Other point of view on Garabandal:
The history of all approved apparitions shows that the Church requires unequivocal evidence of supernaturality. This can be cures, as at Lourdes and Beauraing, or a supernatural prodigy, as at Fátima. The reason from the Church's mystical theology is that most mysticism (as both St. Thomas Aquinas and St. John of the Cross teach) is mediated by the angels (who have a created angelic nature). What the good angels can do the bad angels can imitate, so that many so-called "supernatural" phenomena are merely preternatural (above human nature, but not above the angelic nature). At Garabandal this would include the ecstasies, the ecstatic walks, the returning of rosaries and medals to the proper owners and so on. None of these things, much less the miraculous photos, rosaries turning gold etc. of more recent alleged apparitions, proves anything to the Church about the divine origin of a phenomena. In the absence of some clear supernatural proof neither the local bishop or Rome is likely to approve an apparition.
While two commissions convened by bishops of Santander, Spain, have stated that there were no phenomena which would authentic the events as certainly supernatural they did not condemn the message. In this regard, the first commission stated, "we have not found anything deserving of ecclesiastical censure or condemnation either in the doctrine or in the spiritual recommendations that have been published as having been addressed to the faithful." The bishop who called the second commission, Bishop del Val, upon retiring from office stated in an interview that the message of Garabandal was "important" and "theologically correct." Indeed, some of the prophetic elements of the message can be found in private revelations which have been approved since the initial decision on Garabandal in the 1960s. For example, the concept of a worldwide warning can be found in the Diary of Saint Faustina (Diary n.83), and both the message of Divine Mercy given to her (Diary n.1588), and that of Akita (approved by the local bishop), speak of chastisement if mankind does not ultimately repent. Similar prophetic content can be found in the writings of Elizabeth Canori-Mora and Mary of Jesus Crucified, both of whom were beatified by Pope John Paul II, as well as in prophecies given by God to Blessed Anna Maria Taigi and St. Caspar del Bufalo. Finally, the principal promoter of Garabandal, Joey Lomangino, testifies that it was Saint Padre Pio who told him the Blessed Virgin was appearing at Garabandal and he should go.

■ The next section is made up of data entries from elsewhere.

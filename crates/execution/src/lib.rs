#![deny(missing_docs)]

//! Columnar compute primitives used by the scan bridge.
//!
//! Architecture role:
//! - literal values and the compute-expression algebra filters are translated into
//! - expression compilation/evaluation against record batches
//! - filtered, projected scans over in-memory batches and their reader abstractions
//!
//! Key modules:
//! - [`scalar`]
//! - [`expressions`]
//! - [`scanner`]
//! - [`stream`]
//!
//! Feature flags:
//! - no crate-level flags; parallel evaluation is toggled per scan.

pub mod expressions;
pub mod scalar;
pub mod scanner;
pub mod stream;

// Re-export only what you want at the crate root (no globs).
pub use expressions::{
    ComputeExpr, ComputeFunction, PhysicalExpr, call, cast_exact, compile_expr,
    evaluate_predicate, field_ref, lit_bool, literal,
};
pub use scalar::ScalarValue;
pub use scanner::{DEFAULT_BATCH_SIZE, InMemoryDataset, Scanner, ScannerBuilder};
pub use stream::{ReaderAdapter, SendableRecordBatchReader, empty_reader};
use std::sync::Arc;

use scanbridge_common::{BridgeConfig, MetricsRegistry, Result};
use scanbridge_storage::{Catalog, FactoryContext};

pub type SharedSession = Arc<Session>;

pub struct Session {
    pub config: BridgeConfig,
    pub catalog: Catalog,
    pub metrics: MetricsRegistry,
}

impl Session {
    pub fn new(config: BridgeConfig) -> Result<Self> {
        let metrics = MetricsRegistry::new();
        Ok(Self {
            config,
            catalog: Catalog::new(metrics.clone()),
            metrics,
        })
    }

    /// Context handed to every factory created in this session.
    pub fn factory_context(&self) -> FactoryContext {
        FactoryContext::new(self.config.clone(), self.metrics.clone())
    }

    pub fn prometheus_metrics(&self) -> String {
        self.metrics.render_prometheus()
    }
}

It seems, therefore, that notwithstanding the decisions of two commissions accepted by the bishops of Santander, that there are reasonable grounds for individual Catholics to find Garabandal credible. The children themselves predicted that the message of Garabandal would be approved with difficulty, but in sufficient time to spread it. Perhaps this means that the "warning" (a clearly supernatural event) must occur first for approval to be given. Given the seriousness of the times we do well to heed the message of conversion, whether proposed by Fátima or some other source such as Garabandal, Medjugorje or another, without fear, that is, with complete confidence in God's providence for us and the world. The future will take care of itself if we remain spiritually prepared for anything. This has always been the advice of the saints, anyway.